DIGITAL learning for young children is a challenge, period. But when the child belongs to a low-income group family or one that lives in an area with poor connectivity this becomes a real hurdle. And this has been the reality of millions of children since schools across India closed in March.
But this closure brought on by the Covid-19 pandemic has disrupted the education of children and experts claim it is likely to widen the learning gap between children from high-income and low-income families even more. While those who have access to technology and the internet are using online education to continue learning at home, others who are not able to, are bearing the brunt as their families cannot even afford a smartphone or basic internet access.
Yuvi and Bunty are two such children who studied at a local school in Kaspur village of Chhattisgarh’s Dhamtari district. Like millions of children across India, their learning was abruptly brought to a halt as the school closed down. There was no other alternative until they heard about a digital learning program from their friends.
At first, they wondered ‘How could one learn from a phone?’ Eventually, they learned about the remote learning program – Thodi Masti, Thodi Padhai (Bit of Fun, Bit of Study) – that was helping children in more than 12,000 communities across 20 states of India learn every day through SMS texts, phone calls, video calls, WhatsApp messages, radio and TV broadcast.
Through this initiative by Pratham Education Foundation, many parents in the village have become part of a WhatsApp group where they receive a daily task for their children. Tejram, Yuvi and Bunty’s father, also joined the group by borrowing his brother’s smartphone. Now, Yuvi and Bunty learn something new every day and enjoy completing their tasks sent through WhatsApp.

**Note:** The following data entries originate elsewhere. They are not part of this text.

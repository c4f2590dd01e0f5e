//! Frame scheduler: a concrete [`FrameSource`] driven by a [`Clock`].
//!
//! The host calls [`FrameScheduler::tick`] once per display refresh (or, in
//! tests, after advancing a [`ManualClock`]). Each tick delivers one frame to
//! every subscription that is registered and unpaused when the tick begins.
//!
//! All interior borrows are released before a callback runs, so callbacks may
//! freely subscribe, stop, pause or resume subscriptions.

use std::cell::RefCell;

use serde::{Deserialize, Serialize};
use tracing::{debug, trace};

use crate::clock::{Clock, ManualClock};
use crate::frame::{FrameCallback, FrameControl, FrameSource, FrameTick};
use crate::ids::{IdAllocator, SubscriptionId};

/// Scheduler tuning.
#[derive(Debug, Clone, Copy, PartialEq, Default, Serialize, Deserialize)]
pub struct SchedulerConfig {
    /// Upper bound for a single frame delta in milliseconds. `None` leaves
    /// deltas uncapped, so a stalled host catches up in one frame.
    #[serde(default)]
    pub max_delta_ms: Option<f64>,
}

impl SchedulerConfig {
    #[inline]
    pub fn with_max_delta_ms(mut self, max_delta_ms: f64) -> Self {
        self.max_delta_ms = Some(max_delta_ms);
        self
    }
}

struct Entry {
    id: SubscriptionId,
    /// Taken out while the callback runs.
    callback: Option<FrameCallback>,
    elapsed_ms: f64,
    paused: bool,
}

struct Registry {
    ids: IdAllocator,
    entries: Vec<Entry>,
    last_tick_ms: f64,
    suspended: bool,
}

impl Registry {
    fn position(&self, id: SubscriptionId) -> Option<usize> {
        self.entries.iter().position(|e| e.id == id)
    }

    fn entry_mut(&mut self, id: SubscriptionId) -> Option<&mut Entry> {
        self.entries.iter_mut().find(|e| e.id == id)
    }
}

/// Single-threaded frame loop with per-subscription pause and elapsed time.
pub struct FrameScheduler<C: Clock> {
    clock: C,
    cfg: SchedulerConfig,
    registry: RefCell<Registry>,
}

impl<C: Clock> FrameScheduler<C> {
    pub fn new(clock: C) -> Self {
        Self::with_config(clock, SchedulerConfig::default())
    }

    pub fn with_config(clock: C, cfg: SchedulerConfig) -> Self {
        let start = clock.now_ms();
        Self {
            clock,
            cfg,
            registry: RefCell::new(Registry {
                ids: IdAllocator::new(),
                entries: Vec::new(),
                last_tick_ms: start,
                suspended: false,
            }),
        }
    }

    #[inline]
    pub fn clock(&self) -> &C {
        &self.clock
    }

    #[inline]
    pub fn config(&self) -> &SchedulerConfig {
        &self.cfg
    }

    /// Number of registered subscriptions, paused ones included.
    pub fn len(&self) -> usize {
        self.registry.borrow().entries.len()
    }

    pub fn is_empty(&self) -> bool {
        self.len() == 0
    }

    /// Elapsed unpaused time of a subscription, if it is registered.
    pub fn elapsed_ms(&self, id: SubscriptionId) -> Option<f64> {
        let registry = self.registry.borrow();
        registry.position(id).map(|idx| registry.entries[idx].elapsed_ms)
    }

    /// Suspend every subscription. Ticks keep the clock reference current but
    /// deliver nothing and accrue no elapsed time until [`Self::resume_all`].
    pub fn pause_all(&self) {
        self.registry.borrow_mut().suspended = true;
        debug!("frame scheduler suspended");
    }

    pub fn resume_all(&self) {
        self.registry.borrow_mut().suspended = false;
        debug!("frame scheduler resumed");
    }

    pub fn is_suspended(&self) -> bool {
        self.registry.borrow().suspended
    }

    /// Deliver one frame. Returns the number of callbacks invoked.
    pub fn tick(&self) -> usize {
        let now = self.clock.now_ms();
        let (delta_ms, due) = {
            let mut registry = self.registry.borrow_mut();
            let mut delta_ms = (now - registry.last_tick_ms).max(0.0);
            if let Some(cap) = self.cfg.max_delta_ms {
                delta_ms = delta_ms.min(cap.max(0.0));
            }
            registry.last_tick_ms = now;
            if registry.suspended {
                return 0;
            }
            let due: Vec<SubscriptionId> = registry
                .entries
                .iter()
                .filter(|e| !e.paused)
                .map(|e| e.id)
                .collect();
            (delta_ms, due)
        };

        let mut delivered = 0;
        for id in due {
            // Earlier callbacks in this frame may have stopped or paused it.
            let taken = {
                let mut registry = self.registry.borrow_mut();
                match registry.entry_mut(id) {
                    Some(entry) if !entry.paused => entry.callback.take().map(|cb| {
                        entry.elapsed_ms += delta_ms;
                        let tick = FrameTick {
                            elapsed_ms: entry.elapsed_ms,
                            delta_ms,
                        };
                        (cb, tick)
                    }),
                    _ => None,
                }
            };
            let Some((mut callback, tick)) = taken else {
                continue;
            };

            trace!(
                subscription = id.0,
                elapsed_ms = tick.elapsed_ms,
                delta_ms = tick.delta_ms,
                "frame"
            );
            let mut control = FrameControl::new();
            callback(tick, &mut control);
            delivered += 1;

            let released = {
                let mut registry = self.registry.borrow_mut();
                match registry.position(id) {
                    Some(idx) if control.stop_requested() => {
                        registry.entries.remove(idx);
                        debug!(subscription = id.0, "subscription stopped by callback");
                        Some(callback)
                    }
                    Some(idx) => {
                        registry.entries[idx].callback = Some(callback);
                        None
                    }
                    None => Some(callback),
                }
            };
            // Dropping a callback can run arbitrary destructors; keep it outside the borrow.
            drop(released);
        }
        delivered
    }
}

impl FrameScheduler<ManualClock> {
    /// Advance the manual clock by `ms` and deliver one frame.
    pub fn advance(&self, ms: f64) -> usize {
        self.clock.advance(ms);
        self.tick()
    }
}

impl<C: Clock> FrameSource for FrameScheduler<C> {
    fn subscribe(&self, callback: FrameCallback) -> SubscriptionId {
        let mut registry = self.registry.borrow_mut();
        let id = registry.ids.alloc_subscription();
        registry.entries.push(Entry {
            id,
            callback: Some(callback),
            elapsed_ms: 0.0,
            paused: false,
        });
        debug!(subscription = id.0, "subscribed");
        id
    }

    fn stop(&self, id: SubscriptionId) {
        let removed = {
            let mut registry = self.registry.borrow_mut();
            registry
                .position(id)
                .map(|idx| registry.entries.remove(idx))
        };
        if removed.is_some() {
            debug!(subscription = id.0, "unsubscribed");
        }
        drop(removed);
    }

    fn pause(&self, id: SubscriptionId) {
        if let Some(entry) = self.registry.borrow_mut().entry_mut(id) {
            entry.paused = true;
        }
    }

    fn resume(&self, id: SubscriptionId) {
        if let Some(entry) = self.registry.borrow_mut().entry_mut(id) {
            entry.paused = false;
        }
    }

    fn is_active(&self, id: SubscriptionId) -> bool {
        self.registry.borrow().position(id).is_some()
    }

    fn now(&self) -> f64 {
        self.clock.now_ms()
    }
}
//! Vizij Animation Timer
//!
//! A frame-driven timer that turns elapsed time into normalized progress
//! (`0..=1`) and lifecycle events. The timer does not own a clock: it
//! subscribes to an injected [`FrameSource`], such as [`FrameScheduler`], and
//! does its work inside the frame callbacks that source delivers.
//!
//! ```
//! use std::rc::Rc;
//! use vizij_animation_timer::{AnimationTimer, FrameScheduler, ManualClock};
//!
//! let frames = Rc::new(FrameScheduler::new(ManualClock::new()));
//! let timer = AnimationTimer::new(frames.clone());
//! timer
//!     .duration("200ms")?
//!     .on("tick", |event| println!("progress {:?}", event.progress()))
//!     .on("stop", |_| println!("done"));
//! timer.play();
//!
//! while timer.is_active() {
//!     frames.advance(16.0);
//! }
//! # Ok::<(), vizij_animation_timer::TimerError>(())
//! ```

pub mod clock;
pub mod config;
pub mod duration;
pub mod error;
pub mod events;
pub mod frame;
pub mod ids;
pub mod scheduler;
pub mod state;
pub mod timer;

// Re-exports for consumers
pub use clock::{Clock, ManualClock, SystemClock};
pub use config::{ListenerPolicy, TimerConfig};
pub use duration::{parse_duration, DurationInput};
pub use error::TimerError;
pub use events::{EventHandler, EventKind, EventRegistry, TimerEvent};
pub use frame::{FrameCallback, FrameControl, FrameSource, FrameTick, Subscription};
pub use ids::SubscriptionId;
pub use scheduler::{FrameScheduler, SchedulerConfig};
pub use state::{Direction, TimerMode, TimerStatus};
pub use timer::{AnimationTimer, WeakAnimationTimer};

/// Animation timer result type
pub type Result<T> = core::result::Result<T, TimerError>;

As schools across the country start to reopen, as long as there is uncertainty about the effect on their health and the spread of coronavirus through them the immediate future of education remains in the balance. In the meantime, it is incumbent upon us to make sure that children continue to learn. The need of the hour is to reach out and engage with them through fun-filled digital learning activities so that they are ready when their classes begin again in school.

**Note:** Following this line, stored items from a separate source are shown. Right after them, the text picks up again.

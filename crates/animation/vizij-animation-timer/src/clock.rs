//! Time sources for [`FrameScheduler`](crate::scheduler::FrameScheduler).

use std::cell::Cell;
use std::time::Instant;

/// Monotonic millisecond clock.
pub trait Clock {
    /// Current time in milliseconds.
    fn now_ms(&self) -> f64;
}

/// Clock that only moves when told to. Used for deterministic stepping.
#[derive(Debug, Default)]
pub struct ManualClock {
    now_ms: Cell<f64>,
}

impl ManualClock {
    pub fn new() -> Self {
        Self::default()
    }

    pub fn starting_at(ms: f64) -> Self {
        Self {
            now_ms: Cell::new(ms),
        }
    }

    /// Move the clock forward by `ms`. Negative or non-finite steps are ignored.
    pub fn advance(&self, ms: f64) {
        if ms.is_finite() && ms > 0.0 {
            self.now_ms.set(self.now_ms.get() + ms);
        }
    }

    /// Jump to an absolute time.
    pub fn set(&self, ms: f64) {
        self.now_ms.set(ms);
    }
}

impl Clock for ManualClock {
    #[inline]
    fn now_ms(&self) -> f64 {
        self.now_ms.get()
    }
}

/// Wall clock backed by [`Instant`], measured from construction.
#[derive(Debug, Clone, Copy)]
pub struct SystemClock {
    origin: Instant,
}

impl SystemClock {
    pub fn new() -> Self {
        Self {
            origin: Instant::now(),
        }
    }
}

impl Default for SystemClock {
    fn default() -> Self {
        Self::new()
    }
}

impl Clock for SystemClock {
    fn now_ms(&self) -> f64 {
        self.origin.elapsed().as_secs_f64() * 1_000.0
    }
}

Since Pratham’s remote learning initiative is through WhatsApp and SMSs it is easily accessible, simple to use and consumes less data. While Whatsapp requires a smartphone, SMS is inclusive of a large number of families who do not have smartphones and technology. Through these media, children are taught the fundamentals in maths, science and languages along with activities focused on theatre, art and music. Simple learning activities shared in the form of a message are helping children like Yuvi and Bunty learn despite school closure.
Another advantage of digital learning is that it doesn’t have to stop when children return to school. Teachers can continue to use these practices and enhance their students’ learning abilities even after coronavirus goes away.